=== PROVIDED DATA ===
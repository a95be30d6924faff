//! Transform stage
//!
//! Per-vertex math shared by the shape, glyph and mask pipelines: scale the unit
//! quad to the instance extent, rotate it about its pivot, translate into pixel
//! space and convert to normalized device coordinates with a Y flip.
//!
//! The inverse mappings (`shape_local`, `glyph_local`) are used by the CPU
//! rasterizer to recover the interpolated varyings at a pixel center.

use crate::geometry::Vec2;
use crate::instance::{GlyphInstance, ScreenUniform, ShapeInstance};
use crate::quad::{quad_corner, quad_offset};

/// Whether a quad grows to make room for the shadow penumbra
#[derive(Clone, Copy, Debug, Default, PartialEq, Eq)]
pub enum Expansion {
    /// Grow by `shadow` on every side (shape pipeline)
    #[default]
    Shadow,
    /// Exact silhouette (mask pipeline)
    None,
}

/// Pixel space (top-left origin, Y-down) to NDC (center origin, Y-up)
pub fn pixel_to_ndc(pixel: Vec2, screen: Vec2) -> Vec2 {
    (pixel / screen * 2.0 - Vec2::ONE) * Vec2::new(1.0, -1.0)
}

/// Quad extent of a shape instance for the given expansion
pub fn shape_extent(instance: &ShapeInstance, expansion: Expansion) -> Vec2 {
    let size = Vec2::from(instance.size).max(Vec2::ZERO);
    match expansion {
        Expansion::Shadow => size + Vec2::splat(2.0 * instance.shadow.max(0.0)),
        Expansion::None => size,
    }
}

/// Output of the shape vertex stage
#[derive(Clone, Copy, Debug, PartialEq)]
pub struct ShapeVertex {
    pub clip_position: [f32; 4],
    /// Offset from the instance center in the unrotated instance frame
    pub local_offset: Vec2,
    /// Screen-space pixel position of the vertex
    pub pixel_pos: Vec2,
}

pub fn shape_vertex(
    instance: &ShapeInstance,
    index: u32,
    screen: &ScreenUniform,
    expansion: Expansion,
) -> ShapeVertex {
    let local_offset = shape_extent(instance, expansion) * quad_offset(index);
    let pixel_pos = instance.center() + local_offset.rotate(instance.rotation);
    let ndc = pixel_to_ndc(pixel_pos, screen.size());
    ShapeVertex {
        clip_position: [ndc.x, ndc.y, 0.0, 1.0],
        local_offset,
        pixel_pos,
    }
}

/// Offset of a screen pixel from the instance center, in the unrotated frame
pub fn shape_local(instance: &ShapeInstance, pixel: Vec2) -> Vec2 {
    (pixel - instance.center()).rotate(-instance.rotation)
}

/// Output of the glyph vertex stage
#[derive(Clone, Copy, Debug, PartialEq)]
pub struct GlyphVertex {
    pub clip_position: [f32; 4],
    /// Normalized atlas coordinate
    pub uv: Vec2,
    pub layer: u32,
}

pub fn glyph_vertex(
    instance: &GlyphInstance,
    index: u32,
    screen: &ScreenUniform,
    atlas_side: f32,
) -> GlyphVertex {
    let corner = quad_corner(index);
    let size = Vec2::from(instance.size);
    let pixel = Vec2::from(instance.position) + corner * size;
    let pixel = pixel.rotate_about(instance.origin.into(), instance.rotation);
    let ndc = pixel_to_ndc(pixel, screen.size());
    GlyphVertex {
        clip_position: [ndc.x, ndc.y, 0.0, 1.0],
        uv: glyph_uv(instance, corner, atlas_side),
        layer: instance.layer(),
    }
}

/// Atlas coordinate for a position inside the glyph quad (`corner` in `[0, 1]²`)
pub fn glyph_uv(instance: &GlyphInstance, corner: Vec2, atlas_side: f32) -> Vec2 {
    let texel = Vec2::new(instance.uvd[0], instance.uvd[1]) + corner * Vec2::from(instance.size);
    texel / atlas_side.max(1.0)
}

/// Position of a screen pixel inside the glyph quad, in `[0, 1]²` when covered
pub fn glyph_local(instance: &GlyphInstance, pixel: Vec2) -> Vec2 {
    let unrotated = pixel.rotate_about(instance.origin.into(), -instance.rotation);
    let size = Vec2::from(instance.size);
    if size.x <= 0.0 || size.y <= 0.0 {
        return Vec2::splat(-1.0);
    }
    (unrotated - Vec2::from(instance.position)) / size
}
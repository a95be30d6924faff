//! Layered glyph coverage atlas
//!
//! The atlas is a square `side x side` single-channel image with several
//! layers. It is populated by an external glyph rasterizer and packer; the
//! compositor only reads it.

use thiserror::Error;

use crate::geometry::Vec2;
use crate::texture::nearest;

/// Errors raised while building or updating the coverage atlas
#[derive(Error, Debug, Clone, PartialEq, Eq)]
pub enum AtlasError {
    #[error("image data has {actual} bytes, expected {expected}")]
    DataLength { expected: usize, actual: usize },

    #[error("layer {layer} out of range (atlas has {layers} layers)")]
    LayerOutOfRange { layer: u32, layers: u32 },

    #[error("region {width}x{height} at ({x}, {y}) does not fit in a {side}x{side} layer")]
    RegionOutOfBounds {
        x: u32,
        y: u32,
        width: u32,
        height: u32,
        side: u32,
    },
}

/// Single-channel coverage addressed by normalized coordinate and layer
pub trait CoverageSource {
    /// Coverage in `[0, 1]`; out-of-range layers read as 0
    fn coverage(&self, uv: Vec2, layer: u32) -> f32;
}

/// In-memory layered coverage atlas (R8, nearest, clamp-to-edge)
#[derive(Clone, Debug)]
pub struct MaskAtlas {
    side: u32,
    layers: u32,
    data: Vec<u8>,
}

impl MaskAtlas {
    /// Empty (zero coverage) atlas
    pub fn new(side: u32, layers: u32) -> Self {
        Self {
            side,
            layers,
            data: vec![0; Self::layer_len(side) * layers as usize],
        }
    }

    /// Build an atlas from per-layer R8 data, each `side * side` bytes
    pub fn from_layers(side: u32, layers: &[&[u8]]) -> Result<Self, AtlasError> {
        let expected = Self::layer_len(side);
        let mut data = Vec::with_capacity(expected * layers.len());
        for layer in layers {
            if layer.len() != expected {
                return Err(AtlasError::DataLength {
                    expected,
                    actual: layer.len(),
                });
            }
            data.extend_from_slice(layer);
        }
        Ok(Self {
            side,
            layers: layers.len() as u32,
            data,
        })
    }

    fn layer_len(side: u32) -> usize {
        side as usize * side as usize
    }

    pub fn side(&self) -> u32 {
        self.side
    }

    pub fn layers(&self) -> u32 {
        self.layers
    }

    /// Raw bytes of one layer, for GPU upload
    pub fn layer_data(&self, layer: u32) -> Option<&[u8]> {
        if layer >= self.layers {
            return None;
        }
        let len = Self::layer_len(self.side);
        let start = layer as usize * len;
        Some(&self.data[start..start + len])
    }

    /// Copy a `width x height` block of coverage into `layer` at `(x, y)`
    pub fn write_region(
        &mut self,
        layer: u32,
        x: u32,
        y: u32,
        width: u32,
        height: u32,
        coverage: &[u8],
    ) -> Result<(), AtlasError> {
        if layer >= self.layers {
            return Err(AtlasError::LayerOutOfRange {
                layer,
                layers: self.layers,
            });
        }
        let fits_x = x.checked_add(width).is_some_and(|r| r <= self.side);
        let fits_y = y.checked_add(height).is_some_and(|b| b <= self.side);
        if !fits_x || !fits_y {
            return Err(AtlasError::RegionOutOfBounds {
                x,
                y,
                width,
                height,
                side: self.side,
            });
        }
        let expected = width as usize * height as usize;
        if coverage.len() != expected {
            return Err(AtlasError::DataLength {
                expected,
                actual: coverage.len(),
            });
        }

        let base = layer as usize * Self::layer_len(self.side);
        for row in 0..height as usize {
            let dst = base + (y as usize + row) * self.side as usize + x as usize;
            let src = row * width as usize;
            self.data[dst..dst + width as usize]
                .copy_from_slice(&coverage[src..src + width as usize]);
        }
        Ok(())
    }

    pub fn texel(&self, layer: u32, x: u32, y: u32) -> u8 {
        let base = layer as usize * Self::layer_len(self.side);
        self.data[base + y as usize * self.side as usize + x as usize]
    }
}

impl CoverageSource for MaskAtlas {
    fn coverage(&self, uv: Vec2, layer: u32) -> f32 {
        if layer >= self.layers || self.side == 0 {
            return 0.0;
        }
        let x = nearest(uv.x, self.side);
        let y = nearest(uv.y, self.side);
        self.texel(layer, x, y) as f32 / 255.0
    }
}

#[cfg(test)]
mod tests {
    use super::*;

    #[test]
    fn from_layers_validates_length() {
        let good = vec![0u8; 16];
        let bad = vec![0u8; 15];
        assert!(MaskAtlas::from_layers(4, &[&good, &good]).is_ok());
        assert_eq!(
            MaskAtlas::from_layers(4, &[&good, &bad]).unwrap_err(),
            AtlasError::DataLength {
                expected: 16,
                actual: 15
            }
        );
    }

    #[test]
    fn write_region_and_sample() {
        let mut atlas = MaskAtlas::new(4, 2);
        atlas.write_region(1, 2, 0, 2, 2, &[255; 4]).unwrap();
        assert_eq!(atlas.coverage(Vec2::new(0.6, 0.1), 1), 1.0);
        assert_eq!(atlas.coverage(Vec2::new(0.6, 0.1), 0), 0.0);
        assert_eq!(atlas.coverage(Vec2::new(0.1, 0.1), 1), 0.0);
        assert_eq!(atlas.layer_data(1).map(|d| d[2]), Some(255));
    }

    #[test]
    fn write_region_bounds() {
        let mut atlas = MaskAtlas::new(4, 1);
        assert!(matches!(
            atlas.write_region(0, 3, 0, 2, 1, &[0; 2]),
            Err(AtlasError::RegionOutOfBounds { .. })
        ));
        assert!(matches!(
            atlas.write_region(1, 0, 0, 1, 1, &[0]),
            Err(AtlasError::LayerOutOfRange { .. })
        ));
    }

    #[test]
    fn missing_layer_reads_zero() {
        let atlas = MaskAtlas::from_layers(2, &[&[255; 4]]).unwrap();
        assert_eq!(atlas.coverage(Vec2::HALF, 0), 1.0);
        assert_eq!(atlas.coverage(Vec2::HALF, 5), 0.0);
    }
}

=== TASK GOAL ===
Only the lines from the start of the material through the line containing "Expansion::Shadow => size" should be repeated, and they should be repeated exactly.

=== EXPECTED ANSWER ===
repository a95be30d6924faff
//! Transform stage
//!
//! Per-vertex math shared by the shape, glyph and mask pipelines: scale the unit
//! quad to the instance extent, rotate it about its pivot, translate into pixel
//! space and convert to normalized device coordinates with a Y flip.
//!
//! The inverse mappings (`shape_local`, `glyph_local`) are used by the CPU
//! rasterizer to recover the interpolated varyings at a pixel center.

use crate::geometry::Vec2;
use crate::instance::{GlyphInstance, ScreenUniform, ShapeInstance};
use crate::quad::{quad_corner, quad_offset};

/// Whether a quad grows to make room for the shadow penumbra
#[derive(Clone, Copy, Debug, Default, PartialEq, Eq)]
pub enum Expansion {
    /// Grow by `shadow` on every side (shape pipeline)
    #[default]
    Shadow,
    /// Exact silhouette (mask pipeline)
    None,
}

/// Pixel space (top-left origin, Y-down) to NDC (center origin, Y-up)
pub fn pixel_to_ndc(pixel: Vec2, screen: Vec2) -> Vec2 {
    (pixel / screen * 2.0 - Vec2::ONE) * Vec2::new(1.0, -1.0)
}

/// Quad extent of a shape instance for the given expansion
pub fn shape_extent(instance: &ShapeInstance, expansion: Expansion) -> Vec2 {
    let size = Vec2::from(instance.size).max(Vec2::ZERO);
    match expansion {
        Expansion::Shadow => size + Vec2::splat(2.0 * instance.shadow.max(0.0)),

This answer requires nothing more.